> _Task to complete_
Please copy out every line in the records below that includes the word "interrupt".

[Stored items]
⟨
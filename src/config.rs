//! Kernel configuration constants.
//!
//! This module contains tunable parameters for the kernel core.
//! Modify these values to adjust kernel behavior.

#![allow(dead_code)]

/// Size of a physical or virtual page in bytes.
pub const PAGE_SIZE: usize = 4096;

/// log2(PAGE_SIZE).
pub const PAGE_SHIFT: usize = 12;

/// System clock frequency: 1 tick = 1 ms.
pub const HZ: u64 = 1000;

/// Scheduler time quantum, in ticks.
///
/// Threads of equal priority round-robin on this granularity.
pub const SLICE: u32 = 10;

/// Number of pages mapped for each kernel thread stack.
///
/// One extra unmapped guard page always sits below the stack so that an
/// overflow faults instead of silently corrupting the adjacent allocation.
pub const KSTACK_PAGES: usize = 4;

/// Total number of thread priorities. 0 is the highest, 255 the lowest.
pub const PRIO_QTY: usize = 256;

/// How many priorities are served by the bands reserved for interrupt
/// threads, kernel threads and user threads. The three must sum to
/// `PRIO_QTY`.
pub const PRIO_ITHRD_QTY: usize = 32;
pub const PRIO_KTHRD_QTY: usize = 64;
pub const PRIO_UTHRD_QTY: usize = 160;

/// Number of run queues; each serves `RQ_PPQ` adjacent priorities.
pub const RQ_NQS: usize = 64;

/// Priorities per run queue.
pub const RQ_PPQ: usize = PRIO_QTY / RQ_NQS;

/// Number of buckets in the callout wheel. Must be a power of two.
pub const CALLOUT_BUCKETS: usize = 64;

/// Size of the static kernel heap arena claimed by the global allocator.
pub const KERNEL_HEAP_SIZE: usize = 16 * 1024 * 1024;

/// Lowest user-space address manageable by a user VM map.
pub const USER_SPACE_START: usize = 0x0000_1000;

/// One past the highest user-space address.
pub const USER_SPACE_END: usize = 0x0000_8000_0000_0000;

/// Kernel virtual address range handed to the KVA allocator.
pub const KERNEL_SPACE_START: usize = 0xffff_0000_0000_0000;
pub const KERNEL_SPACE_END: usize = 0xffff_8000_0000_0000;

/// The brk segment is placed at the first large enough gap at or after this
/// address. The space available to `sbrk` is indirectly bounded by it.
pub const SBRK_START: usize = 0x0800_0000;

/// Map a band-relative value in `[0, PRIO_QTY - 1]` onto interrupt-thread
/// priorities.
pub const fn prio_ithread(n: usize) -> u8 {
    (n * (PRIO_ITHRD_QTY - 1) / (PRIO_QTY - 1)) as u8
}

/// Map a band-relative value in `[0, PRIO_QTY - 1]` onto kernel-thread
/// priorities.
pub const fn prio_kthread(n: usize) -> u8 {
    (PRIO_ITHRD_QTY + n * (PRIO_KTHRD_QTY - 1) / (PRIO_QTY - 1)) as u8
}

/// Map a band-relative value in `[0, PRIO_QTY - 1]` onto user-thread
/// priorities.
pub const fn prio_uthread(n: usize) -> u8 {
    (PRIO_ITHRD_QTY + PRIO_KTHRD_QTY + n * (PRIO_UTHRD_QTY - 1) / (PRIO_QTY - 1)) as u8
}

/// True if `p1` is a higher priority than `p2`. Smaller numeric values mean
/// higher priority, so priority comparisons must go through these helpers.
pub const fn prio_gt(p1: u8, p2: u8) -> bool {
    p1 < p2
}

/// True if `p1` is a priority at least as high as `p2`.
pub const fn prio_ge(p1: u8, p2: u8) -> bool {
    p1 <= p2
}

#[cfg(test)]
mod tests {
    use super::*;

    #[test]
    fn priority_bands_cover_the_whole_range() {
        assert_eq!(PRIO_ITHRD_QTY + PRIO_KTHRD_QTY + PRIO_UTHRD_QTY, PRIO_QTY);
        assert_eq!(prio_ithread(0), 0);
        assert_eq!(prio_kthread(0), PRIO_ITHRD_QTY as u8);
        assert_eq!(prio_uthread(0), (PRIO_ITHRD_QTY + PRIO_KTHRD_QTY) as u8);
        assert_eq!(prio_uthread(PRIO_QTY - 1), 255);
    }

    #[test]
    fn numerically_smaller_priority_wins() {
        assert!(prio_gt(prio_ithread(0), prio_uthread(0)));
        assert!(prio_ge(10, 10));
        assert!(!prio_gt(200, 100));
    }
}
⟩
> _Solution to this task_
/// How many priorities are served by the bands reserved for interrupt
/// Map a band-relative value in `[0, PRIO_QTY - 1]` onto interrupt-thread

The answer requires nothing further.